Joanne’s Story: The Emotional and Mental Effects of Post-Viral Smell Loss
Joanne’s anosmia began in September 2019. The fifty-nine-year-old mother of grown-up twin daughters had just returned to Kent from a holiday in Spain. Rather run-down and very busy in her NHS administrative role, she struggled to sleep and ended up contracting a nasty virus – sore throat, bad cold, wheezy chest and aching, flu-like symptoms.
After four or five days, Joanne realised she couldn’t taste or smell anything. She went to her doctor who told her there was nothing to worry about and that everything would return to normal in a few weeks. No antibiotics or medication was prescribed. Two weeks later Joanne had recovered from the virus, yet still missing her smell and taste, she went back to the doctor. Referred to an ENT consultant, he conducted an endoscopy investigation yet found nothing wrong with her nasal passages and sinuses. Confused by the outcome, Joanne’s anxiety increased when the nasal steroid prescribed by the consultant failed to return her olfactory senses.
“I was unstable and upset as there did not seem to be a clear answer to as why this had happened.”
She returned to her doctor and then the specialist who gave her devastating news, that her senses would never come back. “He could not give me any hope, saying my olfactory system had been destroyed.” Joanne offers a poignant summing up of how she felt. “It was as though something was taken away from me that I love the most.”
The impact was evident in several ways. “At the start I gained weight as I would try eating anything to see if I could taste.” Holidays too lost their gloss. “My biggest passion is travelling. I travel at least 4 times a year to experience new cultures and places. But with anosmia it’s not the same – you can’t even smell the plane nor the different air aboard. It’s very lonely.”
Joanne recalls a special occasion diminished by her condition. “For my 60th birthday I went on an Asian cruise. It was very challenging as I felt like part of my personality had gone.”
In keeping with many struggling with anosmia, Joanne fretted about body odour. “I was paranoid that I might smell, even though I did everything the same as I would before.”
It’s often experiences with our nearest and dearest that reveal anosmia at its most insidious and isolating. “With family dinner times or restaurant visits, things were different. It was difficult to be around people saying, ‘taste this Joanne, doesn’t this taste lovely?’. I felt very left out and in my own little world even though surrounded by people who loved me.”
She makes a startling and frightening confession. “It was April 2020 – eight months in. Knowing it had been going on that long I did experience suicidal thoughts.”

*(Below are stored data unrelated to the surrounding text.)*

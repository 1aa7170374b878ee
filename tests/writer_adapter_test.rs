use bson_token_adapter::{
    bson::{
        Binary, BinarySubtype, Bson, DateTime, DocumentReader, DocumentWriter, Guid,
        JavaScriptCodeWithScope, MaxKey, MinKey, NativeWriter, NativeWriterState, ObjectId, Regex,
        Timestamp, Undefined,
    },
    converters::{TokenConverter, BSON_VALUE_CONVERTER, OBJECT_ID_CONVERTER},
    doc,
    reader::{ReaderAdapter, TokenReader},
    writer::{ExtendedJsonDialect, TokenWriter, WriterAdapter, WriterError, WriterSettings},
};
use serde_json::json;
use test_lib::{JsonValueReader, JsonValueWriter};

mod test_lib;

type TestResult = Result<(), Box<dyn std::error::Error>>;

#[test]
fn extended_objects_become_native() -> TestResult {
    let json = json!({
        "a_id": {"$oid": "0102030405060708090a0b0c"},
        "b_bin": {"$binary": "AQID", "$type": "80"},
        "c_date": {"$date": 1500},
        "d_ts": {"$timestamp": {"t": 1, "i": 2}},
        "e_min": {"$$minKey": 1},
        "f_code": {"$code": "f()", "$scope": {"x": 1}},
        "g_sym": {"$$symbol": "s"},
        "h_undef": {"$undefined": true},
        "i_plain": {"$type": "not leading"},
        "j_num": 5,
        "k_regex": {"$regex": "a+", "$options": "i"},
        "l_regex": {"$$regex": "b", "$$options": ""},
    });
    let mut reader = JsonValueReader::new(&json);
    reader.read()?;
    let value = BSON_VALUE_CONVERTER.read_token_value(&mut reader)?;

    let mut writer = WriterAdapter::new(DocumentWriter::new());
    BSON_VALUE_CONVERTER.write_token_value(&mut writer, value.as_ref())?;
    assert_eq!(
        Some(doc! {
            "a_id" => ObjectId::parse_str("0102030405060708090a0b0c")?,
            "b_bin" => Binary {
                subtype: BinarySubtype::UserDefined(0x80),
                bytes: vec![1, 2, 3],
            },
            "c_date" => DateTime::from_millis(1500),
            "d_ts" => Timestamp { time: 1, increment: 2 },
            "e_min" => MinKey,
            "f_code" => JavaScriptCodeWithScope {
                code: "f()".to_owned(),
                scope: doc! { "x" => 1 },
            },
            "g_sym" => Bson::Symbol("s".to_owned()),
            "h_undef" => Undefined,
            "i_plain" => doc! { "$type" => "not leading" },
            "j_num" => 5,
            "k_regex" => Regex::new("a+", "i"),
            "l_regex" => Regex::new("b", ""),
        }),
        writer.into_inner().into_document()
    );
    Ok(())
}

#[test]
fn native_values_to_unaware_writer() -> TestResult {
    let document = doc! {
        "id" => ObjectId::from_bytes([1; 12]),
        "bin" => Binary::generic(vec![1, 2, 3]),
        "date" => DateTime::from_millis(1500),
        "ts" => Timestamp { time: 1, increment: 2 },
        "min" => MinKey,
        "max" => MaxKey,
        "undef" => Undefined,
        "regex" => Regex::new("a", "i"),
        "code" => Bson::JavaScriptCode("f()".to_owned()),
        "scoped" => JavaScriptCodeWithScope {
            code: "g()".to_owned(),
            scope: doc! { "x" => 1 },
        },
        "sym" => Bson::Symbol("s".to_owned()),
    };

    let mut writer = JsonValueWriter::new();
    BSON_VALUE_CONVERTER.write_token_value(&mut writer, Some(&Bson::Document(document)))?;
    assert_eq!(
        Some(json!({
            "id": {"$oid": "010101010101010101010101"},
            "bin": {"$binary": "AQID", "$type": "00"},
            "date": {"$date": 1500},
            "ts": {"$timestamp": {"t": 1, "i": 2}},
            "min": {"$minKey": 1},
            "max": {"$maxKey": 1},
            "undef": {"$undefined": true},
            "regex": {"$regex": "a", "$options": "i"},
            "code": {"$code": "f()"},
            "scoped": {"$code": "g()", "$scope": {"x": 1}},
            "sym": {"$symbol": "s"},
        })),
        writer.into_value()
    );
    Ok(())
}

#[test]
fn fallback_dialect_from_settings() -> TestResult {
    let id = ObjectId::from_bytes([4; 12]);
    let mut writer = WriterAdapter::new_custom(
        DocumentWriter::new(),
        WriterSettings {
            extended_dialect: ExtendedJsonDialect::Canonical,
            ..Default::default()
        },
    );
    // The wrapped writer only accepts a document at the top level
    OBJECT_ID_CONVERTER.write_token_value(&mut writer, Some(&id))?;
    let document = writer.into_inner().into_document().ok_or("no document")?;
    assert_eq!(doc! { "$oid" => "040404040404040404040404" }, document);

    // Reading it back restores the object id
    let mut reader = ReaderAdapter::new(DocumentReader::new(document));
    reader.read()?;
    assert_eq!(Some(id), OBJECT_ID_CONVERTER.read_token_value(&mut reader)?);
    Ok(())
}

#[test]
fn token_grammar_extensions() -> TestResult {
    let guid = Guid::from_bytes([9; 16]);
    let date = chrono::DateTime::from_timestamp_millis(2_000).ok_or("invalid date")?;

    let mut writer = WriterAdapter::new(DocumentWriter::new());
    writer.write_start_object()?;
    writer.write_whitespace("\n  ")?;
    writer.write_property_name("date")?;
    writer.write_date_time(date)?;
    writer.write_property_name("bytes")?;
    writer.write_bytes(&[1, 2])?;
    writer.write_property_name("guid")?;
    writer.write_guid(guid)?;
    writer.write_property_name("undefined")?;
    writer.write_undefined()?;
    writer.write_end_object()?;

    assert_eq!(
        Some(doc! {
            "date" => DateTime::from_millis(2_000),
            "bytes" => Binary::generic(vec![1, 2]),
            "guid" => Binary::from_guid(guid, BinarySubtype::UuidOld),
            "undefined" => Undefined,
        }),
        writer.into_inner().into_document()
    );
    Ok(())
}

#[test]
fn unsupported_operations() -> TestResult {
    let mut writer = WriterAdapter::new(DocumentWriter::new());
    writer.write_start_object()?;
    writer.write_property_name("a")?;

    for result in [
        writer.write_raw("1"),
        writer.write_raw_value("1"),
        writer.write_start_constructor("Date"),
        writer.write_end_constructor(),
    ] {
        match result {
            Err(WriterError::Unsupported { .. }) => {}
            r => panic!("unexpected result: {r:?}"),
        }
    }

    // The writer is still usable
    writer.write_int32(1)?;
    writer.write_end_object()?;
    assert_eq!(Some(doc! { "a" => 1 }), writer.into_inner().into_document());
    Ok(())
}

#[test]
fn close_output() -> TestResult {
    let mut writer = WriterAdapter::new(DocumentWriter::new());
    writer.close()?;
    assert_ne!(NativeWriterState::Closed, writer.wrapped().state());

    let mut writer = WriterAdapter::new(DocumentWriter::new());
    writer.set_close_output(true);
    writer.close()?;
    assert_eq!(NativeWriterState::Closed, writer.wrapped().state());
    // Closing again has no effect
    writer.close()?;
    Ok(())
}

So great was her feeling of loss that it took ten months before she was able to talk openly about it without breaking down. “Losing smell was more difficult than the lack of taste – not being able to smell my husband anymore, my lovely daughters, my home where I have lived for years.” It took numerous counselling sessions, focusing on plus-points like her general good health and mobility, before she confronted her anosmia without the tears.
When she was out in the wider world, Joanne encountered further challenges. “Anosmia is a hidden disability. When you meet new people, they have no idea what you’re going through as they cannot see it – there is no ‘visual reminder.’ I feel no one understands or has awareness. I have had people say, ‘at least you do not have cancer’. Of course, I would not wish that on anyone, but it does not give them the right to downplay my disability.”
Joanne searched widely yet unsuccessfully for remedies: nasal rinsing, acupuncture (twice), reflexology and smell training. Some report improvement after the latter yet not so Joanne. “From the very beginning I tried smell training with aromatherapy oils. But I no longer do this as it became repetitive and disappointing.”
In the fullness of time, health and safety issues also came to the fore. “Unfortunately, I’ve left the gas on twice now. It’s not visible and I cannot smell it. One time it was left on for hours and it wasn’t until my husband got home that he rushed to turn it off.”
It is abundantly clear that Joanne’s journey has been both emotionally and mentally traumatic. Yet importantly, she now sees some light at the end of the tunnel. “In the last few months, I have had random ‘whiffs’ of different smells. Each whiff has lasted like 2 seconds. Examples include lavender, Thai fish sauce, a particular perfume called Angel, bacon, and the smell of spraying the fields.”
While Joanne’s reminders of her lost world are bitter-sweet for their fleetingness, they do offer hope. “These whiffs have made me feel that the doctor saying my system was destroyed could be wrong.”
There is much to be learned about the senses of smell and taste and Fifth Sense are ardent supporters of research. With the olfactory system holding mysteries even to experts, it’s hardly surprising how Joanne feels about her recent experiences. “I am confused as to why I only have a whiff once of the same thing.”
Reaching out to Fifth Sense and sharing her story suggests Joanne has turned the corner in her personal battle against anosmia. She is keen to stress how far she has come since those awful suicidal thoughts. “I feel positive now, much better than in 2020. I’ve pulled myself together for sure and I am a very healthy weight enjoying my keto lifestyle.”